■ **Assignment**:
One number is the whole answer: the tally of lines in the records that include the word "labels".

Data to examine START

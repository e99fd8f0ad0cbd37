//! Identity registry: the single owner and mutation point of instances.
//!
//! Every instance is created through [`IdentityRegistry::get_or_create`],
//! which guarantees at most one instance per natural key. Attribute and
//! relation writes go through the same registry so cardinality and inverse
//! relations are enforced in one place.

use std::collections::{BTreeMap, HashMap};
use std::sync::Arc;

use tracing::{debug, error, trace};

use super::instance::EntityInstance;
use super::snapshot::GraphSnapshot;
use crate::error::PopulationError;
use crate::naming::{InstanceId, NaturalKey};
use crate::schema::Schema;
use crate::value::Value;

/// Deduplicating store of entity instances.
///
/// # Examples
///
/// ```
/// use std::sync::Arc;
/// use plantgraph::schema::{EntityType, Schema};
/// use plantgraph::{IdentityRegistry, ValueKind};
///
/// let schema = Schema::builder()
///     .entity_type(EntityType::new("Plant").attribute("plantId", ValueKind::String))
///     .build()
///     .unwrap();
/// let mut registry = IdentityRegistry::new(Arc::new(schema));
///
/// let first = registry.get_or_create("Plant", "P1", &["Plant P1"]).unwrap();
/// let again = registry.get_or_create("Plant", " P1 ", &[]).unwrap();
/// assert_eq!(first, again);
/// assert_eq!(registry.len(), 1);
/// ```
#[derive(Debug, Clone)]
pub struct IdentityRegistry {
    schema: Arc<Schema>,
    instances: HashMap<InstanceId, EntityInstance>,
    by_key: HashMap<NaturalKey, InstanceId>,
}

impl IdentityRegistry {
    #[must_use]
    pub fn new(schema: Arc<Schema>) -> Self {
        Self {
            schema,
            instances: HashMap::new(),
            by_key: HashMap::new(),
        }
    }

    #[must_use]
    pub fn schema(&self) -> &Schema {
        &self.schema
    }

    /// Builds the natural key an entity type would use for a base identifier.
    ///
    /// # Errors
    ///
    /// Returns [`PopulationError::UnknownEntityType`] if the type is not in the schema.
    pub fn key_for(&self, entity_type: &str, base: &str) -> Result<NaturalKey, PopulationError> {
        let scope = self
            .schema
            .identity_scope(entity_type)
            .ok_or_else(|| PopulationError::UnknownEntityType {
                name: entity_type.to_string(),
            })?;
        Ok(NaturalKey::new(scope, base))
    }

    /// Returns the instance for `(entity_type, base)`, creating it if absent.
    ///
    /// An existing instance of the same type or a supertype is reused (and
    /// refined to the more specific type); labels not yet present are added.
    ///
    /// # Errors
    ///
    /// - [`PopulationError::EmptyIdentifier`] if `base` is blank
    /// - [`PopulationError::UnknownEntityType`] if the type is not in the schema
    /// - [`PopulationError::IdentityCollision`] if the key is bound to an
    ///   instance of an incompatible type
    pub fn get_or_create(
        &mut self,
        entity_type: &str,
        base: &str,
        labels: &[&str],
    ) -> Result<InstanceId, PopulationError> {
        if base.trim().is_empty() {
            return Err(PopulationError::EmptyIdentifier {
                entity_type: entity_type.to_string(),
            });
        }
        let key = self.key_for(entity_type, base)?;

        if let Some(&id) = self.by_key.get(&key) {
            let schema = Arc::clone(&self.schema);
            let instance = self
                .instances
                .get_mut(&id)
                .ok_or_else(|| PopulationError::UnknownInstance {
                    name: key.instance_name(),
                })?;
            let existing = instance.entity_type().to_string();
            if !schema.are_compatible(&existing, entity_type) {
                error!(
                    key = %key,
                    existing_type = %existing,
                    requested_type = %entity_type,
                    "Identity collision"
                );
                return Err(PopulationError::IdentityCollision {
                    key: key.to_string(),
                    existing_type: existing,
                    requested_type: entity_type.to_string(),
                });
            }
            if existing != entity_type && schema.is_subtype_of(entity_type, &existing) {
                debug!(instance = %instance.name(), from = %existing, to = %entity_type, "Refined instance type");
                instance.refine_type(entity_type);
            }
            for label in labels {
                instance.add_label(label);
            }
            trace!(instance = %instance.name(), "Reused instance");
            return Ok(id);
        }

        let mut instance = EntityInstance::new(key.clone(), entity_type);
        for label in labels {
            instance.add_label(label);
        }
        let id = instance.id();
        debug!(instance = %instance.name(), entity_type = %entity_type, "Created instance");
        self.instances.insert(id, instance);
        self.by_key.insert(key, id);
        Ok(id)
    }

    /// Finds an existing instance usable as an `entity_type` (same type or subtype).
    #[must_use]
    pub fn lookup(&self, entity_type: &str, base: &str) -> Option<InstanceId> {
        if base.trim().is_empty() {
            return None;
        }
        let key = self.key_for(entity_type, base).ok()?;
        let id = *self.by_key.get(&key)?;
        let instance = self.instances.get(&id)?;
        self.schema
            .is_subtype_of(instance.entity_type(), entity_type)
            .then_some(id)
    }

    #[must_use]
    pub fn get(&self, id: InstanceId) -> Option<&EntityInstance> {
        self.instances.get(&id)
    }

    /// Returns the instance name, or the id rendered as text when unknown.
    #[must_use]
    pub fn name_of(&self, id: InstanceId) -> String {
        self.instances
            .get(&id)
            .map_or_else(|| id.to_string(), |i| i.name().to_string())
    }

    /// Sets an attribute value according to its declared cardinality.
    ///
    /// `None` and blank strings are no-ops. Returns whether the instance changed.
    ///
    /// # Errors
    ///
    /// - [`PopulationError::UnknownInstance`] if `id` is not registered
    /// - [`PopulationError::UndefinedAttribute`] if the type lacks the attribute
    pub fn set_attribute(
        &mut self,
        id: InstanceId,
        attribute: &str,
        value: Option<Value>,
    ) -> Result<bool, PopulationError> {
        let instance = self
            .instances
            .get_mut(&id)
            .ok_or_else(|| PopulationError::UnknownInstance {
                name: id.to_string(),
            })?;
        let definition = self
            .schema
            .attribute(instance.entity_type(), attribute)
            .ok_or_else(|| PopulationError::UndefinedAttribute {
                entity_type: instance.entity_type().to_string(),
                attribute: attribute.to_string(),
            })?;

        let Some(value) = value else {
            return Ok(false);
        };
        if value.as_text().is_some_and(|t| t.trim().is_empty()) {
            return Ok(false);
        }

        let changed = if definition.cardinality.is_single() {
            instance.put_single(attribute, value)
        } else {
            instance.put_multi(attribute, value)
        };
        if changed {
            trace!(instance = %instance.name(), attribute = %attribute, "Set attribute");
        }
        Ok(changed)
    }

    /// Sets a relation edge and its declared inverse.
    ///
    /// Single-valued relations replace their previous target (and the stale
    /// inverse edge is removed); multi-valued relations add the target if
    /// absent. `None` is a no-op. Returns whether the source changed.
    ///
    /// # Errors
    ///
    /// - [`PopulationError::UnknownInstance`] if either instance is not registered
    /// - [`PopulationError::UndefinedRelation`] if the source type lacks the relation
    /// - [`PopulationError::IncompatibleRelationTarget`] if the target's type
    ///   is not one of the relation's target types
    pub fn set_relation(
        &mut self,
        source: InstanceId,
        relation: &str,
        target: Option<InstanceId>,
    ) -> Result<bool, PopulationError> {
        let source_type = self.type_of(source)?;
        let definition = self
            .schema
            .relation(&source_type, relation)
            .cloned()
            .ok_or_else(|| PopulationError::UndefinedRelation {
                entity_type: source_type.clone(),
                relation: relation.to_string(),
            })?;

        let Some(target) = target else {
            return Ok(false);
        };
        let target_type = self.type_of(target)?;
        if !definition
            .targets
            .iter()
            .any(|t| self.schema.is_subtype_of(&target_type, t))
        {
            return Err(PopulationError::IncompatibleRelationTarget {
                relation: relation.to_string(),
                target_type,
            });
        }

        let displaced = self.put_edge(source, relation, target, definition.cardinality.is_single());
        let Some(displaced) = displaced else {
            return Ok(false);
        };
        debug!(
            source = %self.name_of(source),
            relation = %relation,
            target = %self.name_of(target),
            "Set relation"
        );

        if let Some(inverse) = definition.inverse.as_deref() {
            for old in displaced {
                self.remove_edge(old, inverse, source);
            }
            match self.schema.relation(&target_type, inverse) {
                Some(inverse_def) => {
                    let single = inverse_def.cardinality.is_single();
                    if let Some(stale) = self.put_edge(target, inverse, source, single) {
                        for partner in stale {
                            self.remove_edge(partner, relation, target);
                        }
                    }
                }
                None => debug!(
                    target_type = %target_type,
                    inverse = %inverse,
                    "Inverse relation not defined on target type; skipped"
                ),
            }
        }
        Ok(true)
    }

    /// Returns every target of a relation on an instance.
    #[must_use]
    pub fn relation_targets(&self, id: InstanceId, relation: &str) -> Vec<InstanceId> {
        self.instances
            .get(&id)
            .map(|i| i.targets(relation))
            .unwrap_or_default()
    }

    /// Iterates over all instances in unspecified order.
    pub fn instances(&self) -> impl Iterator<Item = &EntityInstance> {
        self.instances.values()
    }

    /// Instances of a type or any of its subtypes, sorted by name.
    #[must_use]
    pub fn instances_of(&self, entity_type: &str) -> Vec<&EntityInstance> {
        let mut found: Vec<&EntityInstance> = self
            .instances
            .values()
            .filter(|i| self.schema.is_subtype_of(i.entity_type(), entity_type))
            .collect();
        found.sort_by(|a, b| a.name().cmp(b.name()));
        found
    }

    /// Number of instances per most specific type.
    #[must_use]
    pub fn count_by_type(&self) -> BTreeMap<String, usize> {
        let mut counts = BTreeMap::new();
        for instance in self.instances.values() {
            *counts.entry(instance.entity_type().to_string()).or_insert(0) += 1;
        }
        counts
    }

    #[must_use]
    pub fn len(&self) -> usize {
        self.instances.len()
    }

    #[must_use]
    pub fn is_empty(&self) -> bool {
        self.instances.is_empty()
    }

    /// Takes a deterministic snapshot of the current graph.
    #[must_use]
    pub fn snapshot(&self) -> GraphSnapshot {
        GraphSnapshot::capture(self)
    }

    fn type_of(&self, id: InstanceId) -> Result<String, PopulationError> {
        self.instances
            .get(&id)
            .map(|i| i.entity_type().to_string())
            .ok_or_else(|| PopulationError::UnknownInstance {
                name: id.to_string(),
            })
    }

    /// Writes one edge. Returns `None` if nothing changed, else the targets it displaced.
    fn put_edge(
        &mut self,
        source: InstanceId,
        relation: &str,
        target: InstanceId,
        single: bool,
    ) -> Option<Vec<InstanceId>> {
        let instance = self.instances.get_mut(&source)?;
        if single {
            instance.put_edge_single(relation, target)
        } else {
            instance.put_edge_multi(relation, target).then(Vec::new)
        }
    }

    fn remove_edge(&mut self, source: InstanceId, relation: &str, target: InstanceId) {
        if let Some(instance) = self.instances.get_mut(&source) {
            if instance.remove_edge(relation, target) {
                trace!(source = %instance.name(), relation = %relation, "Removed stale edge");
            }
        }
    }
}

Data to examine END
Data to examine START

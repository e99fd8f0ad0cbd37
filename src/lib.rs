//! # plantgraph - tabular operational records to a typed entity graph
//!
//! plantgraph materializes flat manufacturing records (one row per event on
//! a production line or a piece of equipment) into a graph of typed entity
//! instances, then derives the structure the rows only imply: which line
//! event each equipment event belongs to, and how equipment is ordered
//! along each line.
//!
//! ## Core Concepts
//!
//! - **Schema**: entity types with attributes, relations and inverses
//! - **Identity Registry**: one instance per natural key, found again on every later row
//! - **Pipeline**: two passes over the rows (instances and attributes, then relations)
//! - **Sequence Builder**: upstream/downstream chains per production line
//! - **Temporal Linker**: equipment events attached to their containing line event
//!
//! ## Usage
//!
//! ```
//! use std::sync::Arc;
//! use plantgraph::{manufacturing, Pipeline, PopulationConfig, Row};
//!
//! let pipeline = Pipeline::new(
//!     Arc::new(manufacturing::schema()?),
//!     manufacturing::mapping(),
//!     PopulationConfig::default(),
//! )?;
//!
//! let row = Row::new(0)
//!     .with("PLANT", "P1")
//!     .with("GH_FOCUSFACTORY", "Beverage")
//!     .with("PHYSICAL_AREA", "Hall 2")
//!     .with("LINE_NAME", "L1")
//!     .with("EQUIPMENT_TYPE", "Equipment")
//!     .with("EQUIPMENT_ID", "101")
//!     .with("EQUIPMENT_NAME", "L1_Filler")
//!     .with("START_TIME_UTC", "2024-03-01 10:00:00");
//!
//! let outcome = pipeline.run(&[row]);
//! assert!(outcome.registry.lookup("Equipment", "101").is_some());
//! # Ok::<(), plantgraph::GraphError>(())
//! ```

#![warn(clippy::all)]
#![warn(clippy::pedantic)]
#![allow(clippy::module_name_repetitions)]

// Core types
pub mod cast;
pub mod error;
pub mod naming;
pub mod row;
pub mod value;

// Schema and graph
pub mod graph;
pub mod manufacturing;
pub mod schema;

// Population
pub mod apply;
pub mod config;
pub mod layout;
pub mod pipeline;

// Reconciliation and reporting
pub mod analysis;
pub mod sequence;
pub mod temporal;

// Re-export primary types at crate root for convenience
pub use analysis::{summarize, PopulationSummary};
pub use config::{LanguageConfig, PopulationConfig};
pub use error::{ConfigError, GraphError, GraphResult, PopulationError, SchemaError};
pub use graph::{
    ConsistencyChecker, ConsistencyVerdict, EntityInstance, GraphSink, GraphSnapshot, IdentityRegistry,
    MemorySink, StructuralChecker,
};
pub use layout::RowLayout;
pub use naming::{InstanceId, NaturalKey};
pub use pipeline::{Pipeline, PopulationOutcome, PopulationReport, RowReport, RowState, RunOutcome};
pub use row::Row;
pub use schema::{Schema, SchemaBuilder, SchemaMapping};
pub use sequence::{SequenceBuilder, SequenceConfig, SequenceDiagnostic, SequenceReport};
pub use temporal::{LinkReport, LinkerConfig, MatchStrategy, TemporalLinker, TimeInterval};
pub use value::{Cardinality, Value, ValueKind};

Data to examine END
Data to examine START

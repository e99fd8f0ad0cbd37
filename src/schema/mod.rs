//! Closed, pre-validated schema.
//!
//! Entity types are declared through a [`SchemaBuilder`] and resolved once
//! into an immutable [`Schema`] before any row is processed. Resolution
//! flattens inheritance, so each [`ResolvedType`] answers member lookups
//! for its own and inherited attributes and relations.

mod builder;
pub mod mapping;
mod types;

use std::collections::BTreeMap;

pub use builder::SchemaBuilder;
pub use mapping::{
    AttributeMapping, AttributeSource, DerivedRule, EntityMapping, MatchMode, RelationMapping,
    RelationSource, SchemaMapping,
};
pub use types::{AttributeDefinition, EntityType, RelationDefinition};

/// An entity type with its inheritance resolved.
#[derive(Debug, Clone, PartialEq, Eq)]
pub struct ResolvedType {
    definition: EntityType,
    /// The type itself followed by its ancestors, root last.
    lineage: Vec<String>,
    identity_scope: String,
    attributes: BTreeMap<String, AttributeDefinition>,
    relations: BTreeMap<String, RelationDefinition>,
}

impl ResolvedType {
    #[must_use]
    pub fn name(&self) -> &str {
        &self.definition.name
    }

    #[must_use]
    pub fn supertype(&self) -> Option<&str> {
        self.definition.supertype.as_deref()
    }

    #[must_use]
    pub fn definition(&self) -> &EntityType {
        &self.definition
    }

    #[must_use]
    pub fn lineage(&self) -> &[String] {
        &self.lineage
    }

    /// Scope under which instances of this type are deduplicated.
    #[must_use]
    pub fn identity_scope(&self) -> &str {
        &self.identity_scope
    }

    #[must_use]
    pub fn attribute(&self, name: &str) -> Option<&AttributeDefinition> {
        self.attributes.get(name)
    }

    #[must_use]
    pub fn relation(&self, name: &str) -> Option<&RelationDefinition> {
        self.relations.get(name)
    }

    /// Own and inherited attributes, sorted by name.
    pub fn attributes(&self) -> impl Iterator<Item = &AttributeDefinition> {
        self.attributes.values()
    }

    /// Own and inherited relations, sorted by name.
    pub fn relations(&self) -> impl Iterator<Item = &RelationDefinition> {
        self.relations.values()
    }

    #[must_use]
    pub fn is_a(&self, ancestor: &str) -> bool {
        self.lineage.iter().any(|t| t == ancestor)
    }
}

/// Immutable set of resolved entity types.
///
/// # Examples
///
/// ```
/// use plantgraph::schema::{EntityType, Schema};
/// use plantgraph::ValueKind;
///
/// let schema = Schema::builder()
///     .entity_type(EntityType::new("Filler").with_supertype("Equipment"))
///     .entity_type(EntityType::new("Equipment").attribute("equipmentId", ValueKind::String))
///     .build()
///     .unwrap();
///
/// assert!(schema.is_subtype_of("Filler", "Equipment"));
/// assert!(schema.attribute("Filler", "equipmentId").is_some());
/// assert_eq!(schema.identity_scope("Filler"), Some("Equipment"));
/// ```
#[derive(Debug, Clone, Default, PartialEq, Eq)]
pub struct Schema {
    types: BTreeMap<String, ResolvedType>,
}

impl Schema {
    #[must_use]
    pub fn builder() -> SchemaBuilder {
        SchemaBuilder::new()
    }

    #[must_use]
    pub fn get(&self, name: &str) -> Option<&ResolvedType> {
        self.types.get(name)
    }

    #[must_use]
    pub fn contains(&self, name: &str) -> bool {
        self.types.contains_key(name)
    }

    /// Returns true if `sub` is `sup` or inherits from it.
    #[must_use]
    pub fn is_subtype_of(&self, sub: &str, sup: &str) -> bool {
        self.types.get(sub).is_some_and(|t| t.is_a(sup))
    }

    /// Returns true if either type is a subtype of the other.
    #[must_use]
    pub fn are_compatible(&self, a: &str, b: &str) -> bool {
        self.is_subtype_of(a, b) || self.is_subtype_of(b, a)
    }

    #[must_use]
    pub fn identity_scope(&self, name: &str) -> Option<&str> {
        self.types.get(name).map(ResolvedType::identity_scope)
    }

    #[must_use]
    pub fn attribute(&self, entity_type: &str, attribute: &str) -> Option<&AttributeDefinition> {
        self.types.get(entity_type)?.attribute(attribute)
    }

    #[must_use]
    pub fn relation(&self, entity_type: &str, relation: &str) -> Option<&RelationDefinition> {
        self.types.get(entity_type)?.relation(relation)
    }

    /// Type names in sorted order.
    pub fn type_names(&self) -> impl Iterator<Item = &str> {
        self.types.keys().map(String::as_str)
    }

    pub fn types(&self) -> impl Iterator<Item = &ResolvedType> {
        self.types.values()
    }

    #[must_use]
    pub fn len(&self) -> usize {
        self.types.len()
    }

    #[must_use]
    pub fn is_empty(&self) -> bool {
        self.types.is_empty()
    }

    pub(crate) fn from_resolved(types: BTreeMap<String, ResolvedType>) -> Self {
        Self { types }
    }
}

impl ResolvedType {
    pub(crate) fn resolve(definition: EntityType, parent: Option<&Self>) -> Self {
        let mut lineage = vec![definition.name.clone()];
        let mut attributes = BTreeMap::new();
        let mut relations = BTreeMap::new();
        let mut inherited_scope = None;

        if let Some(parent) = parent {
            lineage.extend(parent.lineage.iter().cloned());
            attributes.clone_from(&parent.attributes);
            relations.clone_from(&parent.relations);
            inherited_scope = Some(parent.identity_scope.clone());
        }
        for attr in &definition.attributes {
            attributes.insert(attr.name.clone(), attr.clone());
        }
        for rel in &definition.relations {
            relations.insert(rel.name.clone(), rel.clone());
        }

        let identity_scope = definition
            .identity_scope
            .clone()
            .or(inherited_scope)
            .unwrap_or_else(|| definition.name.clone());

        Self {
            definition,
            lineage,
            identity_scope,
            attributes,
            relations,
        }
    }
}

Data to examine END

■ **Task output**:
4